Pero las complicaciones de ese día, todavía no
habían empezado. Una vez en el aeroparque metropolitano, el chofer del Senado
nos comenta que hay algo raro en el ambiente, que ha visto varios autos con
antenas en las cercanías; no es de sorprender, era plena época del Proceso.
Vuelvo a inquietarme, me agarro la cabeza: “Pero ¡por favor no me diga que acá
también vamos a tener un episodio...!”. El chofer trata de tranquilizarme, y ya
en camino al departamento de Rodríguez Peña se nos pone a la izquierda un auto
sospechoso. Leopoldo lo nota de inmediato y me dice: “¡Ive, tirate al piso!”.
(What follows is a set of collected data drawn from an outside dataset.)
use std::collections::HashMap;
use std::sync::{Arc, Mutex};

use axum::{
    extract::FromRequestParts,
    http::{HeaderMap, header, request::Parts},
};
use axum_extra::extract::cookie::CookieJar;
use base64::Engine;
use base64::engine::general_purpose::URL_SAFE_NO_PAD;
use chrono::{DateTime, Duration, Utc};
use rand::Rng;

use newsboard_db::Database;
use newsboard_types::api::SESSION_COOKIE;

use crate::error::{ApiError, run_blocking};
use crate::state::AppState;

/// Default session lifetime: two weeks.
pub const DEFAULT_SESSION_TTL_HOURS: i64 = 14 * 24;

/// Server-side session records, keyed by an opaque token.
pub trait SessionStore: Send + Sync {
    /// Open a session for `username` and return its token.
    fn create(&self, username: &str) -> anyhow::Result<String>;

    /// The username bound to `token`, if the session exists and is live.
    fn resolve(&self, token: &str) -> anyhow::Result<Option<String>>;

    fn revoke(&self, token: &str) -> anyhow::Result<()>;

    /// Drop expired sessions, returning how many were removed.
    fn purge_expired(&self) -> anyhow::Result<usize>;
}

/// Expiry for a session opened now.
fn expires_at(ttl: Duration) -> anyhow::Result<DateTime<Utc>> {
    Utc::now()
        .checked_add_signed(ttl)
        .ok_or_else(|| anyhow::anyhow!("session lifetime {} is out of range", ttl))
}

fn new_token() -> String {
    let mut bytes = [0u8; 32];
    rand::rng().fill(&mut bytes);
    URL_SAFE_NO_PAD.encode(bytes)
}

/// Sessions persisted in the `sessions` table.
pub struct DbSessionStore {
    db: Arc<Database>,
    ttl: Duration,
}

impl DbSessionStore {
    pub fn new(db: Arc<Database>, ttl: Duration) -> Self {
        Self { db, ttl }
    }
}

impl SessionStore for DbSessionStore {
    fn create(&self, username: &str) -> anyhow::Result<String> {
        let token = new_token();
        self.db.insert_session(&token, username, expires_at(self.ttl)?)?;
        Ok(token)
    }

    fn resolve(&self, token: &str) -> anyhow::Result<Option<String>> {
        Ok(self.db.get_live_session(token, Utc::now())?.map(|s| s.username))
    }

    fn revoke(&self, token: &str) -> anyhow::Result<()> {
        self.db.delete_session(token)?;
        Ok(())
    }

    fn purge_expired(&self) -> anyhow::Result<usize> {
        self.db.purge_expired_sessions(Utc::now())
    }
}

/// Process-local sessions; lost on restart.
pub struct MemorySessionStore {
    ttl: Duration,
    sessions: Mutex<HashMap<String, (String, DateTime<Utc>)>>,
}

impl MemorySessionStore {
    pub fn new(ttl: Duration) -> Self {
        Self {
            ttl,
            sessions: Mutex::new(HashMap::new()),
        }
    }

    fn lock(&self) -> anyhow::Result<std::sync::MutexGuard<'_, HashMap<String, (String, DateTime<Utc>)>>> {
        self.sessions
            .lock()
            .map_err(|e| anyhow::anyhow!("session lock poisoned: {}", e))
    }
}

impl Default for MemorySessionStore {
    fn default() -> Self {
        Self::new(Duration::hours(DEFAULT_SESSION_TTL_HOURS))
    }
}

impl SessionStore for MemorySessionStore {
    fn create(&self, username: &str) -> anyhow::Result<String> {
        let token = new_token();
        let expiry = expires_at(self.ttl)?;
        self.lock()?.insert(token.clone(), (username.to_string(), expiry));
        Ok(token)
    }

    fn resolve(&self, token: &str) -> anyhow::Result<Option<String>> {
        let now = Utc::now();
        Ok(self
            .lock()?
            .get(token)
            .filter(|(_, expires_at)| *expires_at > now)
            .map(|(username, _)| username.clone()))
    }

    fn revoke(&self, token: &str) -> anyhow::Result<()> {
        self.lock()?.remove(token);
        Ok(())
    }

    fn purge_expired(&self) -> anyhow::Result<usize> {
        let now = Utc::now();
        let mut sessions = self.lock()?;
        let before = sessions.len();
        sessions.retain(|_, (_, expires_at)| *expires_at > now);
        Ok(before - sessions.len())
    }
}

/// Session tokens sent by the client, in the order they are tried: the
/// `sessionid` cookie, then a bearer token for clients without a cookie jar.
pub fn session_tokens(headers: &HeaderMap) -> Vec<String> {
    let jar = CookieJar::from_headers(headers);
    let cookie = jar
        .get(SESSION_COOKIE)
        .map(|c| c.value().to_string())
        .filter(|t| !t.is_empty());

    let bearer = headers
        .get(header::AUTHORIZATION)
        .and_then(|v| v.to_str().ok())
        .and_then(|v| v.strip_prefix("Bearer "))
        .map(|t| t.trim().to_string())
        .filter(|t| !t.is_empty());

    let mut tokens: Vec<String> = cookie.into_iter().collect();
    if let Some(bearer) = bearer.filter(|b| !tokens.contains(b)) {
        tokens.push(bearer);
    }
    tokens
}

/// The authenticated caller. Taking this as a handler argument makes the
/// route require a live session.
#[derive(Debug, Clone)]
pub struct SessionContext {
    pub token: String,
    pub username: String,
}

impl FromRequestParts<AppState> for SessionContext {
    type Rejection = ApiError;

    async fn from_request_parts(parts: &mut Parts, state: &AppState) -> Result<Self, Self::Rejection> {
        let candidates = session_tokens(&parts.headers);
        if candidates.is_empty() {
            return Err(ApiError::Unauthenticated("Not logged in.".into()));
        }

        // A stale cookie must not hide a live bearer token
        let sessions = state.sessions.clone();
        let resolved = run_blocking("session lookup", move || {
            for token in candidates {
                if let Some(username) = sessions.resolve(&token)? {
                    return Ok(Some(Self { token, username }));
                }
            }
            Ok(None)
        })
        .await?;

        resolved.ok_or_else(|| ApiError::Unauthenticated("Session expired or invalid. Please log in.".into()))
    }
}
Estábamos detenidos en un semáforo en rojo, había
comenzado a oscurecer, y yo no estaba ni cerca de empezar a reponerme de todo
lo ocurrido durante el día. El caso es que obedezco a mi marido sin pensarlo
dos veces, como un acto reflejo, y como se verá, sin haber comprendido cabalmente
lo que Leopoldo me estaba pidiendo. Porque no me tiré al piso del coche, sino
que con el vehículo detenido en el semáforo abrí la puerta... y audazmente me arrojé a la calle.
El coche, con la puerta abierta, quedó ipso facto
iluminado por dentro, de manera que el senador, mi esposo, quedó más expuesto
que pato de tiro al blanco, un objetivo perfecto si hubiera querido atentar
contra su vida. Y Leopoldo, desde adentro:
“¡Pero no, no, qué hacés Ivelise, entrá, vení para acá!”, tironeando de mí
para introducirme nuevamente en el vehículo. Medio golpeada, medio atontada, me
senté nuevamente junto a mi marido, el corazón latiéndome fuera de control.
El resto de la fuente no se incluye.